In character as a disgraced comedian against whom allegations have been made, the US comic delivers irony and and outrageous laughs aplenty

Time was, you could get a long way in the comedy industry by being a sleazy little creep, and of course many such acts ended up blurring the line between the character they played on stage and their behaviour in private, hence the ongoing series of cancellations in comedy’s upper echelons. Nowadays, it has largely gone out of style as a mode of performance, and there’s a sense that someone like Jimmy Carr, despite his ongoing success, is a relic of a more insensate era. It would be difficult to get that act off the ground in 2024, you’d think.
Nevertheless, Edinburgh Newcomer award nominee Martin Urbano is making inroads, gaining territory in this world by moving under a heavy cloak of irony.
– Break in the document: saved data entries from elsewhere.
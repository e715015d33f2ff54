//! `pwvault init`: create a new, empty vault.

use crate::audit::log_audit;
use crate::cli::output;
use crate::cli::{load_session, prompt_new_password, Cli};
use crate::errors::{Result, VaultError};
use crate::vault::VaultState;

/// Execute the `init` command.
pub fn execute(cli: &Cli) -> Result<()> {
    let (mut session, vault_dir) = load_session(cli)?;

    // 1. Refuse to overwrite an existing vault.
    if session.state() != VaultState::NotProvisioned {
        output::tip("Use `pwvault add` to add entries to the existing vault.");
        return Err(VaultError::CommandFailed(format!(
            "a vault already exists in {}",
            vault_dir.display()
        )));
    }

    // 2. Choose the master password.
    let (password, confirm) = prompt_new_password()?;

    // 3. Unlocking an unprovisioned vault starts it empty; saving writes it.
    session.unlock(&password)?;
    session.save(&password, &confirm)?;

    output::success(&format!("Vault created at {}", vault_dir.display()));
    log_audit(&vault_dir, "init", None, Some("vault created"));

    output::tip("Run `pwvault add <SERVICE> <USERNAME>` to add an entry.");
    output::tip("Run `pwvault generate` to get a random password.");

    Ok(())
}
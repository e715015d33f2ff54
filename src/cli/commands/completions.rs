//! `pwvault completions`: print a shell completion script.
//!
//! Usage:
//!   pwvault completions bash > ~/.local/share/bash-completion/completions/pwvault
//!   pwvault completions zsh
//!   pwvault completions fish

use std::io;

use clap::CommandFactory;
use clap_complete::{generate, Shell};

use crate::cli::Cli;
use crate::errors::{Result, VaultError};

/// Execute the `completions` command.
pub fn execute(shell: &str) -> Result<()> {
    let shell = parse_shell(shell)?;
    let mut cmd = Cli::command();
    generate(shell, &mut cmd, "pwvault", &mut io::stdout());
    Ok(())
}

fn parse_shell(name: &str) -> Result<Shell> {
    match name.to_lowercase().as_str() {
        "bash" => Ok(Shell::Bash),
        "zsh" => Ok(Shell::Zsh),
        "fish" => Ok(Shell::Fish),
        "powershell" | "ps" => Ok(Shell::PowerShell),
        "elvish" => Ok(Shell::Elvish),
        other => Err(VaultError::CommandFailed(format!(
            "unknown shell '{other}' (supported: bash, zsh, fish, powershell, elvish)"
        ))),
    }
}
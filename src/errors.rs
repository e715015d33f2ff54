use thiserror::Error;

/// All errors that can occur in pwvault.
#[derive(Debug, Error)]
pub enum VaultError {
    // --- Crypto errors ---
    /// Wrong password or tampered ciphertext. The two causes are
    /// deliberately indistinguishable.
    #[error("Authentication failed: wrong password or corrupted data")]
    Authentication,

    #[error("Encryption failed: {0}")]
    EncryptionFailed(String),

    #[error("Key derivation failed: {0}")]
    KeyDerivationFailed(String),

    // --- Vault errors ---
    #[error("Malformed vault: {0}")]
    MalformedVault(String),

    #[error("{0}")]
    Validation(String),

    #[error("Document store error: {0}")]
    Persistence(String),

    #[error("Vault is locked. Unlock it first")]
    VaultLocked,

    #[error("Vault is already unlocked")]
    AlreadyUnlocked,

    #[error("No vault found. Run `pwvault init` to create one")]
    VaultNotProvisioned,

    #[error("Entry not found: {0}")]
    EntryNotFound(String),

    // --- Clipboard errors ---
    #[error("Clipboard error: {0}")]
    Clipboard(String),

    // --- Config errors ---
    #[error("Config file error: {0}")]
    ConfigError(String),

    // --- IO errors ---
    #[error("IO error: {0}")]
    Io(#[from] std::io::Error),

    // --- CLI errors ---
    #[error("Command failed: {0}")]
    CommandFailed(String),

    #[error("Audit error: {0}")]
    AuditError(String),
}

impl VaultError {
    pub(crate) fn validation(msg: impl Into<String>) -> Self {
        Self::Validation(msg.into())
    }
}

/// Convenience type alias for pwvault results.
pub type Result<T> = std::result::Result<T, VaultError>;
This is not the kind of show where you learn anything about the performer – I think it’s probably true that he’s a New Yorker and of Mexican heritage, but the rest he keeps close to his chest. His repeated claims that he’s an unrepentant sex offender are clearly not to be taken at face value.
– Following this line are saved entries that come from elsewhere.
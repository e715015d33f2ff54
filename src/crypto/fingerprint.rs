//! One-way master password fingerprints.
//!
//! A fingerprint is `hex(SHA-512(salt || password))`.  While a vault is
//! unlocked it is the only credential kept in memory: every per-entry
//! password is encrypted under it, and the export gate compares it
//! against a freshly computed fingerprint of a re-typed password.

use std::fmt;

use sha2::{Digest, Sha512};
use subtle::ConstantTimeEq;
use zeroize::{Zeroize, ZeroizeOnDrop};

/// Domain-separation salt mixed into every session fingerprint.
pub const FINGERPRINT_SALT: &[u8] = b"pwvault/session-fingerprint/v1";

/// Hex-encoded SHA-512 digest of a master password.
///
/// Wiped on drop; `Debug` never prints the digest.
#[derive(Clone, Zeroize, ZeroizeOnDrop)]
pub struct Fingerprint(String);

impl Fingerprint {
    /// The hex digest, for use as the per-entry encryption password.
    pub fn as_str(&self) -> &str {
        &self.0
    }

    /// Check whether `password` hashes to this fingerprint.
    ///
    /// The comparison is constant-time.
    pub fn verify(&self, password: &str) -> bool {
        self == &fingerprint(password)
    }
}

impl PartialEq for Fingerprint {
    fn eq(&self, other: &Self) -> bool {
        self.0.as_bytes().ct_eq(other.0.as_bytes()).into()
    }
}

impl Eq for Fingerprint {}

impl fmt::Debug for Fingerprint {
    fn fmt(&self, f: &mut fmt::Formatter<'_>) -> fmt::Result {
        f.write_str("Fingerprint(<redacted>)")
    }
}

/// Fingerprint a master password with the built-in salt.
pub fn fingerprint(password: &str) -> Fingerprint {
    fingerprint_with_salt(password, FINGERPRINT_SALT)
}

/// Fingerprint a password with an explicit salt.
pub fn fingerprint_with_salt(password: &str, salt: &[u8]) -> Fingerprint {
    let mut hasher = Sha512::new();
    hasher.update(salt);
    hasher.update(password.as_bytes());
    Fingerprint(hex::encode(hasher.finalize()))
}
Over the course of his debut hour Apology Comeback Tour, Urbano often reminded me of Carr, using the same rhythmic one-liners, the heavy use of pull-back-and-reveal, and the frequent -use of paedophilia as a punchline. He even brings a little of that same light-entertainment energy to the small room at the top of Soho Theatre, purring smoothly with his rich voice, moving with uncanny roboticism and grinning inanely at the terrible things he’s saying.
Theoretically there’s a high concept to what he’s doing: he’s in character as a disgraced comedian against whom certain allegations have been made, and despite the title of the show he’s here to tell us that he doesn’t think he has done anything wrong and that “believe women” shouldn’t be a hard and fast rule. The night I caught him, it was the women in the audience who were laughing the hardest, at Urbano’s pitch-perfect recreation of the comedy industry’s countless apparent misogynists.
But, while many of comedy’s “edgelords” seem to lack any real sense of self-awareness, Urbano sometimes seems trapped in a cage of self-knowing. The irony throughout the hour is so thick that it’s a relief when he breaks for a second, asking himself through an audience surrogate: “Martin, have you ever tried to examine your work and why it seems to pander to an audience you claim to disagree with?” It’s probably a question more comics should be asking themselves.
Urbano teases like a natural though. “I know you’re all laughing for the right reasons,” he smiles, heavy-lidded. The suffocating ironic remove of this show makes it hard to truly love, but you can’t deny the forceful home runs of his joke writing. He has an interesting habit of pausing before a punchline, leaving the audience dangling, daring you to anticipate what he’s about to say. And even though all the punchlines hew closely to a similar formula, they’re very difficult to guess and almost always hilarious – the mark of an expert craftsman.